Read those last two sentences very carefully, they have to challenge each one of us to think very carefully about our own responsibilities.
An illusion… fostered by the abandonment of any attachment to a humanistic vision. This is the right kind of conference to consider such a profound statement. It is similar to something that was said by Sir John Eccles, the Cambridge neuro-biologist who gained his Nobel Prize in the 1980s. He said, “I maintain that the human mystery is incredibly demeaned by scientific reductionism, with its claim in promissory materialism to account eventually for all of the spiritual world in terms of patterns of neural activity. This belief must be classed as a superstition… we are spiritual beings with souls in a spiritual world, as well as material beings with bodies and brains existing in a material world”. For me, one of the most inspirational of modern writers was the former Jesuit (how many have you expelled over the years!) Matthew Fox, who summed it up most perfectly in “The Future of Work” when he quoted St. Thomas Aquinas “To live well is to work well, or display a good activity”. Fox went on to explore the duality of our consciousness in a very simple way. He said, “As I looked out over the stunning beauty of San Francisco Bay I realised that San Francisco Bay was in my soul, but my soul was not contained in San Francisco Bay”.
This meant an enormous amount to me, for the very day I first read that I had met one of the world’s most original, and successful, neuro-biologists (a Nobel Prize-winner) Gerald Edelman. A man of enormous, direct, single-purpose energy, he had assured me that he and his laboratory would, within five years, have solved the riddle of consciousness.
“Once we have done that”, he said, “What is the BIG IDEA around which we will then organise ourselves?”
I must draw this to a close. To help me do so let me quote, at length, from the book “Doubts and Loves” by the recently retired Bishop of Edinburgh, Richard Holloway. “To us the sun appears to be the largest and brightest of the stars, but it is actually the smallest and the faintest. There are many billions of galaxies in the observable universe. Our planet Earth is a puny object in a violent, unbelievably vast and expanding universe, yet it has remained hospitable to life at least three and a half billion years. Our very existence is a consequence of stability of the sun, which has been burning long enough to allow life to evolve and flourish on our planet. Recently scientists caught a glimpse of the violence of that great burning star that makes our life possible. They detected a shock wave on the sun.
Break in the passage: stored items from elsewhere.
//! Output projection from hidden states to vocabulary logits.

use std::sync::Arc;

use anyhow::{anyhow, Result};
use ndarray::{Array1, Array2, Array3};

use crate::utils::linear_algebra::{matmul_2d, matmul_3d_2d};
use crate::weights::ParamLoader;

/// The projection matrix, owned or aliased from the output embeddings.
///
/// Tied weights multiply by the shared embedding table transposed by view;
/// the table and the projection can never diverge because they are one
/// allocation.
pub enum LmHeadWeight {
    /// `[hidden, vocab]`
    Owned(Array2<f32>),
    /// The output embedding table, `[vocab, hidden]`, used transposed.
    Tied(Arc<Array2<f32>>),
}

/// Final linear map from hidden size to vocabulary logits.
pub struct LmHead {
    weight: LmHeadWeight,
    bias: Array1<f32>,
}

impl LmHead {
    /// Build an independent projection from `{prefix}.weight` / `{prefix}.bias`.
    pub fn build(
        loader: &mut ParamLoader,
        prefix: &str,
        hidden_size: usize,
        vocab_size: usize,
    ) -> Result<Self> {
        let init_std = 1.0 / (hidden_size as f32).sqrt();
        let weight = loader.take_2d(
            &format!("{}.weight", prefix),
            (hidden_size, vocab_size),
            init_std,
        )?;
        let bias = loader.take_1d(&format!("{}.bias", prefix), vocab_size, 0.0)?;
        Ok(Self {
            weight: LmHeadWeight::Owned(weight),
            bias,
        })
    }

    /// Build a projection tied to the output embedding table.
    ///
    /// Only the bias is loaded; the matrix is the shared table itself.
    pub fn build_tied(
        loader: &mut ParamLoader,
        prefix: &str,
        table: Arc<Array2<f32>>,
        hidden_size: usize,
    ) -> Result<Self> {
        if table.shape()[1] != hidden_size {
            return Err(anyhow!(
                "tied projection needs an embedding width of {}, table has {}",
                hidden_size,
                table.shape()[1]
            ));
        }
        let vocab_size = table.shape()[0];
        let bias = loader.take_1d(&format!("{}.bias", prefix), vocab_size, 0.0)?;
        Ok(Self {
            weight: LmHeadWeight::Tied(table),
            bias,
        })
    }

    pub fn vocab_size(&self) -> usize {
        match &self.weight {
            LmHeadWeight::Owned(w) => w.shape()[1],
            LmHeadWeight::Tied(t) => t.shape()[0],
        }
    }

    pub fn weight(&self) -> &LmHeadWeight {
        &self.weight
    }

    /// Logits for a batch of read-out vectors, `[batch, hidden]`.
    pub fn forward_2d(&self, hidden: &Array2<f32>) -> Array2<f32> {
        let logits = match &self.weight {
            LmHeadWeight::Owned(w) => matmul_2d(&hidden.view(), &w.view()),
            LmHeadWeight::Tied(t) => matmul_2d(&hidden.view(), &t.t()),
        };
        logits + &self.bias
    }

    /// Logits over a full sequence, `[batch, len, hidden]`.
    pub fn forward_3d(&self, hidden: &Array3<f32>) -> Array3<f32> {
        let logits = match &self.weight {
            LmHeadWeight::Owned(w) => matmul_3d_2d(hidden, &w.view()),
            LmHeadWeight::Tied(t) => matmul_3d_2d(hidden, &t.t()),
        };
        logits + &self.bias
    }
}

#[cfg(test)]
mod tests {
    use super::*;

    #[test]
    fn test_tied_weight_is_exact_transpose_of_table() {
        let table = Arc::new(Array2::from_shape_fn((6, 4), |(v, h)| {
            (v * 4 + h) as f32 * 0.1
        }));
        let mut loader = ParamLoader::random(0);
        let head = LmHead::build_tied(&mut loader, "lm_head", table.clone(), 4).unwrap();

        match head.weight() {
            LmHeadWeight::Tied(t) => assert!(Arc::ptr_eq(t, &table)),
            LmHeadWeight::Owned(_) => panic!("expected tied weight"),
        }

        // Projecting a one-hot hidden vector reads a table column.
        let mut hidden = Array2::zeros((1, 4));
        hidden[[0, 2]] = 1.0;
        let logits = head.forward_2d(&hidden);
        for v in 0..6 {
            assert!((logits[[0, v]] - table[[v, 2]]).abs() < 1e-6);
        }
    }

    #[test]
    fn test_tied_width_mismatch_fails() {
        let table = Arc::new(Array2::<f32>::zeros((6, 4)));
        let mut loader = ParamLoader::random(0);
        assert!(LmHead::build_tied(&mut loader, "lm_head", table, 8).is_err());
    }

    #[test]
    fn test_owned_projection_shapes() {
        let mut loader = ParamLoader::random(1);
        let head = LmHead::build(&mut loader, "lm_head", 8, 12).unwrap();
        assert_eq!(head.vocab_size(), 12);

        let hidden = Array2::<f32>::ones((3, 8));
        assert_eq!(head.forward_2d(&hidden).shape(), &[3, 12]);

        let hidden3 = Array3::<f32>::ones((3, 5, 8));
        assert_eq!(head.forward_3d(&hidden3).shape(), &[3, 5, 12]);
    }
}
pub mod config;
pub mod consts;
pub mod error;
pub mod level;
pub mod naming;
pub mod pyramid;

pub use config::{ImageInfo, PyramidConfig};
pub use error::{Result, TilezoomError};
pub use level::{PyramidLevel, TileCoord};
pub use naming::NamingScheme;
pub use pyramid::{ScalingPolicy, TilePyramid};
It is that violent and blazing star whose light and heat comes to us from ninety-three million miles away that makes it possible for us to sit comfortably in our homes thinking about it all”.
Do we actually sit comfortably as we ponder such awe-inspiring vision of the universe? Wasn’t the human mind better able to appreciate the human scale of the story of Adam and Eve? If our planet is such a puny object, then where does humanity fit into such an explanation, and what happens to our best hopes and fears for all that we hold dear? Are they too insignificant to matter? Is there any connection with the stories that are being told over hundreds of generations that inspired, and sometimes terrified, our ancestors? Have we, in two hundred years, thought ourselves into thinking that we, and we alone, are the measure of everything? Have we yet found a story that could compel a future William Blake to write –
To see a world in a grain of sand,
And Heaven in a wild flower,
Hold infinity in the palm of your hand
And eternity in an hour.
Have we yet a new story that parents can tell to their children which in the intimacy of the nursery or by the side of the kitchen table, enables us parents to be utterly true to our own beliefs, and fill our children with awe, wonder and a passion to become involved in life?
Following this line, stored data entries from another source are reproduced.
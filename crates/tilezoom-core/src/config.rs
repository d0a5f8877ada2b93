use serde::{Deserialize, Serialize};

use crate::consts::DEFAULT_TILE_SIZE;
use crate::error::Result;
use crate::naming::NamingScheme;
use crate::pyramid::ScalingPolicy;

#[derive(Clone, Debug, PartialEq, Eq, Serialize, Deserialize)]
pub struct PyramidConfig {
    /// Base image width in pixels.
    pub width: u32,
    /// Base image height in pixels.
    pub height: u32,
    /// Tile width (and height, unless `y_tile_size` is set).
    #[serde(default = "default_tile_size")]
    pub tile_size: u32,
    /// Separate tile height for non-square tiles.
    #[serde(default, skip_serializing_if = "Option::is_none")]
    pub y_tile_size: Option<u32>,
    /// Explicit level count; inferred from the scaling policy when unset.
    #[serde(default, skip_serializing_if = "Option::is_none")]
    pub levels: Option<usize>,
    #[serde(default)]
    pub policy: ScalingPolicy,
    #[serde(default)]
    pub naming: NamingScheme,
}

fn default_tile_size() -> u32 {
    DEFAULT_TILE_SIZE
}

impl Default for PyramidConfig {
    fn default() -> Self {
        Self {
            width: 0,
            height: 0,
            tile_size: DEFAULT_TILE_SIZE,
            y_tile_size: None,
            levels: None,
            policy: ScalingPolicy::default(),
            naming: NamingScheme::default(),
        }
    }
}

/// Image descriptor as returned by a tile server's metadata endpoint.
///
/// Only the geometry fields matter here; anything else in the JSON
/// document is ignored.
#[derive(Clone, Debug, Deserialize)]
pub struct ImageInfo {
    pub width: u32,
    pub height: u32,
    #[serde(default)]
    pub tile_size: Option<u32>,
    #[serde(default)]
    pub levels: Option<usize>,
}

impl ImageInfo {
    /// Parse a JSON descriptor document.
    pub fn from_json(json: &str) -> Result<Self> {
        Ok(serde_json::from_str(json)?)
    }

    /// Turn the descriptor into a pyramid configuration, keeping the
    /// given policy and naming scheme.
    pub fn into_config(self, policy: ScalingPolicy, naming: NamingScheme) -> PyramidConfig {
        PyramidConfig {
            width: self.width,
            height: self.height,
            tile_size: self.tile_size.unwrap_or(DEFAULT_TILE_SIZE),
            y_tile_size: None,
            levels: self.levels,
            policy,
            naming,
        }
    }
}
While you ponder that, let me take you on to Richard Holloway’s conclusion. “That act of thought is almost as great a miracle as the universe. We are a sub-microscopic dot in a tiny corner of a small galaxy in a universe containing billions of galaxies, but in us the universe has become conscious, has started thinking about itself. The sun is not thinking about itself as it burns; the universe is nothing thinking about, is not conscious of itself as it explodes through space; but we are. Something is going on in us that is as wonderful and extraordinary as the universe itself”.
Pause, and take time to think that through. “The universe is not thinking about, is not conscious of itself as it explodes through space, but we are. Something is going on in us that is as wonderful and extraordinary as the universe itself”.
Let me close with words you know well from the prayer written by Oscar Romero just before he was murdered in San Salvador. “This is what we are about. We plant seeds that one day will grow. We water seeds already planted, knowing that they hold future promise. We lay foundations that will need further development. We provide yeast that produces effects far beyond our capabilities.
“We cannot do everything, and there is a sense of liberation in realising that. This enables us to do something, and enables us to do it very well. It may be incomplete, but it is a beginning, a step along the way, an opportunity for the Lord’s grace to enter and do the rest. We may never see the end result, but that is the difference between the master builder, and the worker.
“We are workers, not master builders, ministers, not Messiahs. We are prophets of a future not our own”.